Todos os becos sem saída em que Rallo se mete são resolvidos se ele os analisar a partir de uma abordagem da propriedade privada e não do PNA (a do robô, das crianças, dos deficientes, da difamação, etc; sobre tudo isso já foi muito escrito com base na propriedade privada anarquista). A questão de Rallo sobre se os animais têm direitos também é esclarecida pela teoria da propriedade (o que faz um ser humano ter propriedade privada?).

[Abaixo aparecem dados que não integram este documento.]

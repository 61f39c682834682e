//! Defines the Tweenkit runtime macros.

#![doc(test(
    no_crate_inject,
    attr(deny(warnings, rust_2018_idioms), allow(dead_code, unused_variables))
))]

extern crate proc_macro;

use proc_macro::TokenStream;

use quote::quote;
use syn::{parse_macro_input, ItemFn};

/// Macro definition for the Tweenkit runtime.
///
/// This macro should be used once only in a project.
/// This macro requires `tokio` as a dependency (re-exported as `tweenkit::utils::tokio`).
///
/// _Executes the entire function in a blocking thread and provides synchronization for waiting on
/// all subsequently and dynamically created tasks (using `task::run`)._
///
/// # Example
/// ```
/// # #[allow(unused_imports)]
/// # use tweenkit::utils::tokio;
/// #[tweenkit_macros::runtime]
/// async fn main() {
///     // whatever
/// }
/// ```
#[proc_macro_attribute]
pub fn runtime(_: TokenStream, item: TokenStream) -> TokenStream {
    macro_inner(item, false)
}

/// Same as `#[tweenkit_macros::runtime]` but for tests: the test body runs inside a tokio
/// runtime and tests are serialized (the task channel is a global).
#[proc_macro_attribute]
pub fn test(_: TokenStream, item: TokenStream) -> TokenStream {
    macro_inner(item, true)
}

fn macro_inner(item: TokenStream, test: bool) -> TokenStream {
    let tweenkit = tweenkit_crate_path();

    let input = parse_macro_input!(item as ItemFn);
    let ItemFn {
        attrs,
        vis,
        sig,
        block,
    } = input;

    // Define the #[tokio::main] / #[tokio::test] tokio macro attribute.
    let tokio_main_attr = match test {
        true => quote! {
            #[#tweenkit::utils::tokio::test]
            #[::serial_test::serial]
        },
        false => quote! {
            #[#tweenkit::utils::tokio::main]
        },
    };

    let modified_block = quote! {
        {
            // Prepare the global channel used to track dynamically spawned tasks.
            #tweenkit::utils::task::init_task_channel().await;

            let result = #block;

            // Wait for all dynamically spawned tasks to complete.
            #tweenkit::utils::task::wait_for_all_tasks().await;

            result
        }
    };

    // Reconstruct the function with the modified block.
    let output = quote! {
        #tokio_main_attr
        #(#attrs)*
        #vis #sig
        #modified_block
    };

    output.into()
}

/// Path used to refer to the `tweenkit` crate in generated code.
///
/// The library itself aliases `self` as `tweenkit` in test builds, so the external path
/// resolves everywhere: unit tests, integration tests, doctests and downstream crates.
fn tweenkit_crate_path() -> syn::Path {
    syn::parse_quote!(::tweenkit)
}
//! Mock targets for testing purposes.

pub mod target;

Rallo começa sua palestra falando sobre anarquismo filosófico e anarquismo político, e arbitrariamente os define como “doutrina contra a soberania do Estado”, e “doutrina que defende o desaparecimento do Estado”. Essas definições dadas por Rallo ignoram completamente a teoria da propriedade privada. Os anarquistas querem derrubar o Estado apenas por derrubá-lo? Derrubar o Estado é uma consequência da teoria da propriedade privada. Tudo está ancorado na teoria da propriedade privada. Locke não disse “vamos criar um Estado minarquista para minimizar o Estado”.
Aqui Rallo poderia dizer “há muitas opiniões sobre a propriedade privada e todas elas são respeitáveis”. Não. O que Rallo diz equivale a dizer que várias ideias que se contradizem estão todas corretas ao mesmo tempo, e não é bem assim. Quando um debate com outro, de forma honesta, quem ganha é quem demonstra as contradições da teoria do outro. E quem perde tem que ser honesto e aceitar suas contradições.

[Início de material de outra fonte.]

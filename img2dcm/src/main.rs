//! A CLI tool for converting a JPEG/PNG image
//! into a minimal DICOM Secondary Capture file.
//!
//! The image is stored uncompressed with 8 bits per sample,
//! either as RGB (default) or as MONOCHROME2 (`--monochrome`),
//! and the file is encoded in Explicit VR Little Endian.
//!
//! Usage example:
//!
//! ```none
//! img2dcm -i xray.jpg -o xray.dcm --patient "DOE^John" --id 12345 --modality DX --monochrome
//! ```
use std::path::PathBuf;

use clap::Parser;
use img2dcm::options::{
    DEFAULT_MODALITY, DEFAULT_PATIENT_ID, DEFAULT_PATIENT_NAME, DEFAULT_SOP_CLASS_UID,
};
use img2dcm::ConversionOptions;
use snafu::{Report, ResultExt, Whatever};
use tracing::{error, Level};

/// Convert an image into a DICOM file (Secondary Capture)
#[derive(Debug, Parser)]
#[command(version)]
struct App {
    /// Path to the input image (JPEG, PNG, ...)
    #[arg(short = 'i', long = "input")]
    input: PathBuf,

    /// Path to the output DICOM file
    #[arg(short = 'o', long = "output")]
    output: PathBuf,

    /// Patient's Name, in DICOM PN format
    #[arg(long = "patient", default_value = DEFAULT_PATIENT_NAME)]
    patient_name: String,

    /// Patient ID
    #[arg(long = "id", default_value = DEFAULT_PATIENT_ID)]
    patient_id: String,

    /// Modality (e.g. DX, CR, OT)
    #[arg(long = "modality", default_value = DEFAULT_MODALITY)]
    modality: String,

    /// Convert the image to 8-bit grayscale (MONOCHROME2),
    /// recommended for X-ray images
    #[arg(long = "monochrome")]
    monochrome: bool,

    /// Study Instance UID (generated if not given)
    #[arg(long = "study-uid")]
    study_instance_uid: Option<String>,

    /// Series Instance UID (generated if not given)
    #[arg(long = "series-uid")]
    series_instance_uid: Option<String>,

    /// SOP Instance UID (generated if not given)
    #[arg(long = "instance-uid")]
    sop_instance_uid: Option<String>,

    /// SOP Class UID
    #[arg(long = "sop-class-uid", default_value = DEFAULT_SOP_CLASS_UID)]
    sop_class_uid: String,

    /// Print more information about the conversion
    #[arg(short = 'v', long = "verbose")]
    verbose: bool,
}

fn main() {
    let App {
        input,
        output,
        patient_name,
        patient_id,
        modality,
        monochrome,
        study_instance_uid,
        series_instance_uid,
        sop_instance_uid,
        sop_class_uid,
        verbose,
    } = App::parse();

    tracing::subscriber::set_global_default(
        tracing_subscriber::FmtSubscriber::builder()
            .with_max_level(if verbose { Level::DEBUG } else { Level::INFO })
            .finish(),
    )
    .whatever_context("Could not set up global logging subscriber")
    .unwrap_or_else(|e: Whatever| {
        eprintln!("[ERROR] {}", Report::from_error(e));
    });

    let options = ConversionOptions {
        patient_name,
        patient_id,
        modality,
        sop_class_uid,
        study_instance_uid,
        series_instance_uid,
        sop_instance_uid,
        implementation_class_uid: None,
        monochrome,
    };

    match img2dcm::convert(&input, &output, &options) {
        Ok(_) => {
            println!("Saved DICOM to {}", output.display());
        }
        Err(e) => {
            let code = e.exit_code();
            error!("{}", Report::from_error(e));
            std::process::exit(code);
        }
    }
}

Claro, isso implica primeiro um tipo de mente que procura encontrar as contradições, e partir de um ponto claro. E isso não é algo perceptível no raciocínio de Rallo. O que digo não é nada pessoal contra o Rallo. No mundo das ideias existem dois tipos de mentes. Mentes que partem de pontos estabelecidos que tentam demonstrar não contraditórios (Mises, por exemplo). E mentes um tanto caóticas em que centenas de ideias não encontram conexão ou ponto de partida. Pior ainda, há vários loucos que negam a lógica e, assim, negam a possibilidade de os homens concordarem (polilogismo).

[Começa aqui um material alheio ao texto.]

//! Serialization of a [`DatasetRecord`] into a DICOM file.
//!
//! The file consists of
//! a 128-byte preamble filled with zeros,
//! the magic code `DICM`,
//! the file meta group (always in Explicit VR Little Endian),
//! and the data set in the record's transfer syntax,
//! ending with the uncompressed pixel data.
use std::fs::{self, File};
use std::io::{BufWriter, Write};
use std::path::{Path, PathBuf};

use snafu::{ResultExt, Snafu};
use tempfile::Builder;
use tracing::debug;

use crate::dataset::DatasetRecord;

/// Length of the file preamble in bytes
pub const PREAMBLE_LEN: usize = 128;
/// The DICOM magic code, written right after the preamble
pub const MAGIC_CODE: &[u8; 4] = b"DICM";

/// An error which may occur when writing a DICOM file
#[derive(Debug, Snafu)]
#[non_exhaustive]
pub enum WriteError {
    #[snafu(display("Could not create directory '{}'", path.display()))]
    CreateDirectory {
        path: PathBuf,
        source: std::io::Error,
    },
    #[snafu(display("Could not create temporary file for '{}'", path.display()))]
    CreateFile {
        path: PathBuf,
        source: std::io::Error,
    },
    #[snafu(display("Could not write object preamble"))]
    WritePreamble { source: std::io::Error },
    #[snafu(display("Could not write magic code"))]
    WriteMagicCode { source: std::io::Error },
    #[snafu(display("Could not build file meta group"))]
    BuildMeta { source: dicom_object::meta::Error },
    #[snafu(display("Could not print meta group data set"))]
    PrintMetaDataSet { source: dicom_object::meta::Error },
    #[snafu(display("Could not print data set"))]
    PrintDataSet { source: dicom_object::WriteError },
    #[snafu(display("Could not flush output"))]
    Flush { source: std::io::Error },
    #[snafu(display("Could not set permissions of file '{}'", path.display()))]
    SetPermissions {
        path: PathBuf,
        source: std::io::Error,
    },
    #[snafu(display("Could not write to file '{}'", path.display()))]
    WriteFile {
        path: PathBuf,
        source: std::io::Error,
    },
    #[snafu(display("Could not move temporary file into '{}'", path.display()))]
    Persist {
        path: PathBuf,
        source: tempfile::PersistError,
    },
}

/// Write the record as a complete DICOM file into the given writer.
///
/// The file meta group declares the record's transfer syntax,
/// which is also the one used to encode the data set.
pub fn write_dicom<W>(record: &DatasetRecord, to: W) -> Result<(), WriteError>
where
    W: Write,
{
    let mut to = BufWriter::new(to);

    to.write_all(&[0_u8; PREAMBLE_LEN])
        .context(WritePreambleSnafu)?;
    to.write_all(MAGIC_CODE).context(WriteMagicCodeSnafu)?;

    let meta = record
        .file_meta_header()
        .to_table_builder()
        .build()
        .context(BuildMetaSnafu)?;
    meta.write(&mut to).context(PrintMetaDataSetSnafu)?;

    let ts = record.transfer_syntax();
    debug!("Writing data set in {} ({:?})", ts.uid(), ts.endianness());
    record
        .to_object()
        .write_dataset_with_ts(&mut to, ts)
        .context(PrintDataSetSnafu)?;

    to.flush().context(FlushSnafu)?;
    Ok(())
}

/// Write the record as a DICOM file at the given path.
///
/// Missing parent directories are created.
/// The file is first written to a temporary file in the same directory,
/// which then replaces any existing file at `path`.
/// Should writing fail,
/// the temporary file is removed and `path` is left untouched.
///
/// A replaced file keeps its permissions.
/// A new file gets the same permissions as one created with [`File::create`].
pub fn write_dicom_file<P>(record: &DatasetRecord, path: P) -> Result<(), WriteError>
where
    P: AsRef<Path>,
{
    replace_file_with(path.as_ref(), |file| write_dicom(record, file))
}

fn replace_file_with<F>(path: &Path, write: F) -> Result<(), WriteError>
where
    F: FnOnce(&mut File) -> Result<(), WriteError>,
{
    let dir = match path.parent() {
        Some(dir) if !dir.as_os_str().is_empty() => dir,
        _ => Path::new("."),
    };
    fs::create_dir_all(dir).context(CreateDirectorySnafu { path: dir })?;

    let mut file = temp_file_builder()
        .tempfile_in(dir)
        .context(CreateFileSnafu { path })?;
    debug!("Writing into temporary file {}", file.path().display());

    match fs::metadata(path) {
        Ok(metadata) if metadata.is_file() => {
            file.as_file()
                .set_permissions(metadata.permissions())
                .context(SetPermissionsSnafu { path })?;
        }
        _ => {}
    }

    write(file.as_file_mut())?;
    file.as_file()
        .sync_all()
        .context(WriteFileSnafu { path })?;

    file.persist(path).context(PersistSnafu { path })?;
    Ok(())
}

/// Temporary files are created with mode 0666 on Unix,
/// minus the process umask.
fn temp_file_builder<'a, 'b>() -> Builder<'a, 'b> {
    #[allow(unused_mut)]
    let mut builder = Builder::new();
    #[cfg(unix)]
    {
        use std::os::unix::fs::PermissionsExt;
        builder.permissions(fs::Permissions::from_mode(0o666));
    }
    builder
}

#[cfg(test)]
mod tests {
    use super::*;
    use crate::dataset::DatasetBuilder;
    use crate::loader::{ColorMode, SourceImage};
    use crate::options::ConversionOptions;
    use dicom_dictionary_std::tags;
    use dicom_object::file::{OpenFileOptions, ReadPreamble};
    use image::{DynamicImage, GrayImage, Luma};
    use std::io;

    fn record() -> DatasetRecord {
        let img = GrayImage::from_fn(4, 2, |x, y| Luma([(y * 4 + x) as u8]));
        let source =
            SourceImage::from_dynamic_image(&DynamicImage::ImageLuma8(img), ColorMode::Monochrome);
        let options = ConversionOptions::default()
            .monochrome()
            .with_study_instance_uid("1.2.3.1")
            .with_series_instance_uid("1.2.3.2")
            .with_sop_instance_uid("1.2.3.3")
            .with_implementation_class_uid("1.2.3.4");
        DatasetBuilder::new(&options).build(source).unwrap()
    }

    fn dir_entries(dir: &Path) -> Vec<String> {
        let mut names: Vec<_> = fs::read_dir(dir)
            .unwrap()
            .map(|entry| entry.unwrap().file_name().to_string_lossy().into_owned())
            .collect();
        names.sort();
        names
    }

    /// Accepts a limited number of bytes, then fails.
    struct ShortWriter {
        remaining: usize,
    }

    impl Write for ShortWriter {
        fn write(&mut self, buf: &[u8]) -> io::Result<usize> {
            if self.remaining == 0 {
                return Err(io::Error::new(io::ErrorKind::Other, "no space left"));
            }
            let n = buf.len().min(self.remaining);
            self.remaining -= n;
            Ok(n)
        }

        fn flush(&mut self) -> io::Result<()> {
            Ok(())
        }
    }

    #[test]
    fn container_layout() {
        let mut out = Vec::new();
        write_dicom(&record(), &mut out).unwrap();

        assert!(out[..PREAMBLE_LEN].iter().all(|&b| b == 0));
        assert_eq!(&out[128..132], b"DICM");
        // (0002,0000) UL, explicit VR little endian
        assert_eq!(&out[132..138], &[0x02, 0x00, 0x00, 0x00, b'U', b'L']);
        // pixel data comes last, verbatim
        assert_eq!(&out[out.len() - 8..], &[0, 1, 2, 3, 4, 5, 6, 7]);
    }

    #[test]
    fn read_back() {
        let mut out = Vec::new();
        write_dicom(&record(), &mut out).unwrap();

        let obj = OpenFileOptions::new()
            .read_preamble(ReadPreamble::Always)
            .from_reader(&out[..])
            .unwrap();

        assert_eq!(
            obj.meta().transfer_syntax.trim_end_matches('\0'),
            "1.2.840.10008.1.2.1"
        );
        assert_eq!(
            obj.meta().media_storage_sop_instance_uid.trim_end_matches('\0'),
            "1.2.3.3"
        );
        assert_eq!(
            obj.meta().implementation_class_uid.trim_end_matches('\0'),
            "1.2.3.4"
        );
        assert_eq!(obj.element(tags::ROWS).unwrap().to_int::<u16>().unwrap(), 2);
        assert_eq!(obj.element(tags::COLUMNS).unwrap().to_int::<u16>().unwrap(), 4);
        let pixel_data = obj.element(tags::PIXEL_DATA).unwrap().to_bytes().unwrap();
        assert_eq!(&pixel_data[..], record().pixel_data());
    }

    #[test]
    fn creates_parent_directories() {
        let dir = tempfile::tempdir().unwrap();
        let path = dir.path().join("a").join("b").join("out.dcm");

        write_dicom_file(&record(), &path).unwrap();

        let bytes = fs::read(&path).unwrap();
        assert_eq!(&bytes[128..132], b"DICM");
        // no stray temporary files are left behind
        let entries = fs::read_dir(path.parent().unwrap()).unwrap().count();
        assert_eq!(entries, 1);
    }

    #[test]
    fn overwrites_existing_file() {
        let dir = tempfile::tempdir().unwrap();
        let path = dir.path().join("out.dcm");
        fs::write(&path, b"previous contents").unwrap();

        write_dicom_file(&record(), &path).unwrap();

        let bytes = fs::read(&path).unwrap();
        assert_eq!(&bytes[128..132], b"DICM");
    }

    #[test]
    fn unwritable_destination_fails() {
        let dir = tempfile::tempdir().unwrap();
        let blocker = dir.path().join("blocker");
        fs::write(&blocker, b"not a directory").unwrap();

        let err = write_dicom_file(&record(), blocker.join("out.dcm")).unwrap_err();
        assert!(matches!(err, WriteError::CreateDirectory { .. }));
    }

    #[test]
    fn failing_writer_is_reported() {
        let err = write_dicom(&record(), ShortWriter { remaining: 200 }).unwrap_err();
        assert!(matches!(err, WriteError::Flush { .. }));
    }

    #[test]
    fn failed_write_keeps_existing_file() {
        let dir = tempfile::tempdir().unwrap();
        let path = dir.path().join("out.dcm");
        fs::write(&path, b"previous contents").unwrap();

        let record = record();
        let err = replace_file_with(&path, |file| {
            write_dicom(&record, ShortWriter { remaining: 200 })?;
            file.write_all(b"unreachable").context(FlushSnafu)
        })
        .unwrap_err();
        assert!(matches!(err, WriteError::Flush { .. }));

        assert_eq!(fs::read(&path).unwrap(), b"previous contents");
        assert_eq!(dir_entries(dir.path()), vec!["out.dcm"]);
    }

    #[test]
    fn partially_written_file_is_discarded() {
        let dir = tempfile::tempdir().unwrap();
        let path = dir.path().join("out.dcm");
        fs::write(&path, b"previous contents").unwrap();

        let err = replace_file_with(&path, |file| {
            file.write_all(&[0; PREAMBLE_LEN]).context(WritePreambleSnafu)?;
            Err(io::Error::new(io::ErrorKind::Other, "no space left")).context(FlushSnafu)
        })
        .unwrap_err();
        assert!(matches!(err, WriteError::Flush { .. }));

        assert_eq!(fs::read(&path).unwrap(), b"previous contents");
        assert_eq!(dir_entries(dir.path()), vec!["out.dcm"]);
    }

    #[test]
    fn failed_persist_keeps_destination() {
        let dir = tempfile::tempdir().unwrap();
        let path = dir.path().join("out.dcm");
        fs::create_dir(&path).unwrap();
        fs::write(path.join("inner"), b"inner contents").unwrap();

        let err = write_dicom_file(&record(), &path).unwrap_err();
        assert!(matches!(err, WriteError::Persist { .. }));
        // the temporary file is owned by the error until it is dropped
        drop(err);

        assert!(path.is_dir());
        assert_eq!(fs::read(path.join("inner")).unwrap(), b"inner contents");
        assert_eq!(dir_entries(dir.path()), vec!["out.dcm"]);
    }

    #[cfg(unix)]
    #[test]
    fn new_file_has_default_permissions() {
        use std::os::unix::fs::PermissionsExt;

        let dir = tempfile::tempdir().unwrap();
        let path = dir.path().join("out.dcm");
        let reference = dir.path().join("reference");
        fs::write(&reference, b"").unwrap();

        write_dicom_file(&record(), &path).unwrap();

        let mode = fs::metadata(&path).unwrap().permissions().mode() & 0o777;
        let expected = fs::metadata(&reference).unwrap().permissions().mode() & 0o777;
        assert_eq!(mode, expected);
    }

    #[cfg(unix)]
    #[test]
    fn replaced_file_keeps_permissions() {
        use std::os::unix::fs::PermissionsExt;

        let dir = tempfile::tempdir().unwrap();
        let path = dir.path().join("out.dcm");
        fs::write(&path, b"previous contents").unwrap();
        fs::set_permissions(&path, fs::Permissions::from_mode(0o640)).unwrap();

        write_dicom_file(&record(), &path).unwrap();

        let mode = fs::metadata(&path).unwrap().permissions().mode() & 0o777;
        assert_eq!(mode, 0o640);
        assert_eq!(&fs::read(&path).unwrap()[128..132], b"DICM");
    }
}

A teoria anarquista da propriedade, para quem se interessou em lê-la, tem um ponto de partida (que eles tentam demonstrar não contraditório) e depois constroem tudo a partir desse ponto. Portanto, não é uma opinião simples. Rallo expressou em várias ocasiões que não acredita na teoria de Hoppe, mas até agora não nos mostrou onde está a contradição.
E para concluir esta seção: dado que Rallo carece de uma teoria da propriedade, é claro que ele conclui: “O PNA é insuficiente para resolver o problema social”.
Rallo quer detalhes
E se eles não lhe dão detalhes, então não há anarquismo.
Rallo se pergunta que nível de ruído é agressão; ele quer que lhe digam quantos decibéis serão permitidos no anarquismo, caso contrário o anarquismo não funciona. Não é o caso. A lei é um princípio geral, e então casos específicos são trabalhados sobre o tema, que pode mudar de sociedade para sociedade. Há sociedades que suportam muito barulho e há outras que não. Embora o princípio possa ser o mesmo, o nível de decibéis aceito pode muito bem ser diferente.
Parece que Rallo disse: “Por roubar um carro em uma sociedade anarquista, quanto tempo eles te colocam na prisão? Você vê que ninguém concorda”. Isso é “descoberto” de sociedade para sociedade. Hoje, quando os governos aprovam leis, a lei sozinha não faz nada, ela tem que ser atribuída a um grupo para sua aplicação e implementação. Eles determinam os detalhes. Seria o mesmo em uma empresa privada.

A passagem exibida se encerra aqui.